## EXTRACTED ENTRIES

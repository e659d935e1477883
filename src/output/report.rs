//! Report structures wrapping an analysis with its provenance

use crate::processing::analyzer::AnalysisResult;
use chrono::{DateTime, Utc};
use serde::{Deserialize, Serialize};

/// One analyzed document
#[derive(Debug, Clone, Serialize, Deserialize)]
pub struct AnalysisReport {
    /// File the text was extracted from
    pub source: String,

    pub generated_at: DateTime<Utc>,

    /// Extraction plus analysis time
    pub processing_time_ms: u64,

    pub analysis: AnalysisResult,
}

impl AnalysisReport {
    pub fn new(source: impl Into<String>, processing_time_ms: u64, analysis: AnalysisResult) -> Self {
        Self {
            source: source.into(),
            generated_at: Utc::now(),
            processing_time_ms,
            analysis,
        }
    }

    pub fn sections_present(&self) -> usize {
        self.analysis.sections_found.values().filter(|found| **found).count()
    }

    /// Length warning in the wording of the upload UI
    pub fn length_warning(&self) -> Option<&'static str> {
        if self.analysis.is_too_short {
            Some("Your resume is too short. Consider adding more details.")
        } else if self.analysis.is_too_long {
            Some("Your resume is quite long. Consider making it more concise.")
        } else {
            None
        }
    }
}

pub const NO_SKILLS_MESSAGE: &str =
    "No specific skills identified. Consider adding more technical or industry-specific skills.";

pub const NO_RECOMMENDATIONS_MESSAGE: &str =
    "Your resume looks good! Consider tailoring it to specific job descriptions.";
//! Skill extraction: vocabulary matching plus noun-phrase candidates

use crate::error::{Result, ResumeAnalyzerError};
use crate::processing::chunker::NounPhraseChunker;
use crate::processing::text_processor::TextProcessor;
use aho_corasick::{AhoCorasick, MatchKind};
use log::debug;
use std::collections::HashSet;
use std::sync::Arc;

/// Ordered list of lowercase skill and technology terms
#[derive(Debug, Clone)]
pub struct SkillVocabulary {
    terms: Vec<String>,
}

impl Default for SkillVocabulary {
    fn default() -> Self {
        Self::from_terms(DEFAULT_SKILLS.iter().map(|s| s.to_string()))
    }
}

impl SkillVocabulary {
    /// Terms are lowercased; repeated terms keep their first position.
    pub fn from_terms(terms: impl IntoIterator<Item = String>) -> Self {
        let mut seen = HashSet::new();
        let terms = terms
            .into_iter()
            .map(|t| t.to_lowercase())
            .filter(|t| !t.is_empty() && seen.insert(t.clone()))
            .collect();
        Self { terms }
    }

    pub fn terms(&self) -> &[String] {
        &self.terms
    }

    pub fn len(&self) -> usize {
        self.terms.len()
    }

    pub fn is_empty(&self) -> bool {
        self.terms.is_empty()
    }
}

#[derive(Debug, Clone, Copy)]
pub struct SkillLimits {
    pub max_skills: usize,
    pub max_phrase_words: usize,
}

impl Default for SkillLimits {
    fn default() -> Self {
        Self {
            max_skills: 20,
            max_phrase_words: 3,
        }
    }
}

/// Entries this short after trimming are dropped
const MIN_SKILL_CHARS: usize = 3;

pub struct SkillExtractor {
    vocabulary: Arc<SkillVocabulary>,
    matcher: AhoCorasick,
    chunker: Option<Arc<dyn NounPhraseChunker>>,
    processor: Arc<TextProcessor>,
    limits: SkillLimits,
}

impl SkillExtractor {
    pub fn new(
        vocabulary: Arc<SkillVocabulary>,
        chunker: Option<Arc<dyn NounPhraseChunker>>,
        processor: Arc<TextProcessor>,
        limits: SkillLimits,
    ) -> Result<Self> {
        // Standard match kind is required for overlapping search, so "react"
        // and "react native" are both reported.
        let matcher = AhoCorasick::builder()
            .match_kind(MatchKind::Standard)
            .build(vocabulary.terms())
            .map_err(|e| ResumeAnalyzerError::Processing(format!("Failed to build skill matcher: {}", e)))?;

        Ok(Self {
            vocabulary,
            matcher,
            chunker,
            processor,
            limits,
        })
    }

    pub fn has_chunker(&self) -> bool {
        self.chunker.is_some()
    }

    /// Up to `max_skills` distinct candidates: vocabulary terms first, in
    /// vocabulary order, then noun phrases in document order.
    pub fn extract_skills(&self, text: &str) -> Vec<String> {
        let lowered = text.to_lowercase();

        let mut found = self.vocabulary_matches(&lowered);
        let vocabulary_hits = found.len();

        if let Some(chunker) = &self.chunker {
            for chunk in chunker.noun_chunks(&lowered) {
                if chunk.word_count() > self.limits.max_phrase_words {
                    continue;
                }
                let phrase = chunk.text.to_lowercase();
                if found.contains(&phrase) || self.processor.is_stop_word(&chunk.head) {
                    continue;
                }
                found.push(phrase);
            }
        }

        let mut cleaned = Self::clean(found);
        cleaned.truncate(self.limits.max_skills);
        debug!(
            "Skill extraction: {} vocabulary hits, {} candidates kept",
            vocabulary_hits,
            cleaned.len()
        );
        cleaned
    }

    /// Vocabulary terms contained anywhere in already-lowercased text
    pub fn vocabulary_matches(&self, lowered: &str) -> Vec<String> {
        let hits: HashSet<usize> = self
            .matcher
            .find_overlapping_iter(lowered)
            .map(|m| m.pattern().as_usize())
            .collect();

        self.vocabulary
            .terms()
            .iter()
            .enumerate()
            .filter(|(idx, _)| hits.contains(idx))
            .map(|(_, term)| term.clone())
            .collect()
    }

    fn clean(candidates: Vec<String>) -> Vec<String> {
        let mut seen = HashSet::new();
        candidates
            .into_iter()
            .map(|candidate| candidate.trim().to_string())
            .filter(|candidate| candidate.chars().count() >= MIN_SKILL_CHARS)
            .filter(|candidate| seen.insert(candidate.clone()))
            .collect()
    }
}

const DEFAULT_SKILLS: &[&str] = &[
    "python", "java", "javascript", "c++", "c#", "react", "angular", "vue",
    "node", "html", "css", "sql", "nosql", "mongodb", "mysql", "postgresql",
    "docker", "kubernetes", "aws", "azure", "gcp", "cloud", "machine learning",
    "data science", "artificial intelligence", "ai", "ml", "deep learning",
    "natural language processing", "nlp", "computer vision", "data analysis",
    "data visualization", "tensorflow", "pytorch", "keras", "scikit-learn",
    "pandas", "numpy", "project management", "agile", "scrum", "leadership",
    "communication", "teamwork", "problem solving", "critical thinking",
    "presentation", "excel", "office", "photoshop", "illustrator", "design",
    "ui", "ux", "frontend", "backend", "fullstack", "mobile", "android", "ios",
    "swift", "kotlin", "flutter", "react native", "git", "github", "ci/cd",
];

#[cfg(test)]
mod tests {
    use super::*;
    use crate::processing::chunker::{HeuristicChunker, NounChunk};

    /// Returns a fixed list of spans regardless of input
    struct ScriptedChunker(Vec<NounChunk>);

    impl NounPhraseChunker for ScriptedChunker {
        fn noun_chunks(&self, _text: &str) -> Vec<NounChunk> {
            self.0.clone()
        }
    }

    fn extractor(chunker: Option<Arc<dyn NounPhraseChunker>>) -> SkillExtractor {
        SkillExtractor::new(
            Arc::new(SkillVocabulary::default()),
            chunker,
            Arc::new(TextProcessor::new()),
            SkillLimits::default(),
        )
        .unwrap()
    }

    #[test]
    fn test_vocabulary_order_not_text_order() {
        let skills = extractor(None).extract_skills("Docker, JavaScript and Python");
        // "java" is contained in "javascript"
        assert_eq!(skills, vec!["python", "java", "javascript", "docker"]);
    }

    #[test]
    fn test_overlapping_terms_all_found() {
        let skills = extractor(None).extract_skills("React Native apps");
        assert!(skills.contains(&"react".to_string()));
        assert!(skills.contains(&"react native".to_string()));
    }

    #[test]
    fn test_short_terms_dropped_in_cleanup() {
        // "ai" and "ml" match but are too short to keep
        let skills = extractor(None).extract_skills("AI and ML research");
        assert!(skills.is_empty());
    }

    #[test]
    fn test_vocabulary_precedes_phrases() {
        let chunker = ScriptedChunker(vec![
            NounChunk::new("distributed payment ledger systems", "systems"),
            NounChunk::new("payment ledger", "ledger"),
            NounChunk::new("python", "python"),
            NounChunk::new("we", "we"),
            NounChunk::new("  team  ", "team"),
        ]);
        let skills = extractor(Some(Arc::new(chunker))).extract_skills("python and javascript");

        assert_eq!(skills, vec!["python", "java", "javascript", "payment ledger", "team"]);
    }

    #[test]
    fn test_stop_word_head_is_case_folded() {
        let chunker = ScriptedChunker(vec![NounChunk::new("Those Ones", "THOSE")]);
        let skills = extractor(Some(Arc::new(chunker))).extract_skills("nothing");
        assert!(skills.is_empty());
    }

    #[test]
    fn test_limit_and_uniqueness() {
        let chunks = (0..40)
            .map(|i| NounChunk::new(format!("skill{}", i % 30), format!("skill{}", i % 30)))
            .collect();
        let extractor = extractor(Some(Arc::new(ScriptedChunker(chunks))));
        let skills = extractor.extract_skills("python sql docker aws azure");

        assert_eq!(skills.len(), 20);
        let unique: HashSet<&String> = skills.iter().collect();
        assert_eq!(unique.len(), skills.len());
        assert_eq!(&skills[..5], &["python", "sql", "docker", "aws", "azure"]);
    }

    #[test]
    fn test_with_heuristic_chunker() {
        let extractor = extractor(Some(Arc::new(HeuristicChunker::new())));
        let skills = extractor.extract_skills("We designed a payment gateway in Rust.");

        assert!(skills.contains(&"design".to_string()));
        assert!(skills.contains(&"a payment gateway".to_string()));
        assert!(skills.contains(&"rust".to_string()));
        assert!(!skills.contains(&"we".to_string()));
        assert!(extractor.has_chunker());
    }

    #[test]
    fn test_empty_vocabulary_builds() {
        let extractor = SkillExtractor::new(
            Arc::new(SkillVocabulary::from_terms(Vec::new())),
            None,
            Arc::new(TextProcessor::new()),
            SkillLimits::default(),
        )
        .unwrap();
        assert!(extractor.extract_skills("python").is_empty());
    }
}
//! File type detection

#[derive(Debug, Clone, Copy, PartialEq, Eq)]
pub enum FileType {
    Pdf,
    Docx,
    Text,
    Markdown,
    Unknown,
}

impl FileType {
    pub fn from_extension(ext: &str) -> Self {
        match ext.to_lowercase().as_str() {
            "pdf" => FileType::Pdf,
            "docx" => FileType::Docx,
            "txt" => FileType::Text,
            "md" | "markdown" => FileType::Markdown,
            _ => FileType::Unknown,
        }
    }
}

## YOUR GOAL
Within the material above, how many lines contain "gateway"? Only the number should be given.

## YOUR RESPONSE
2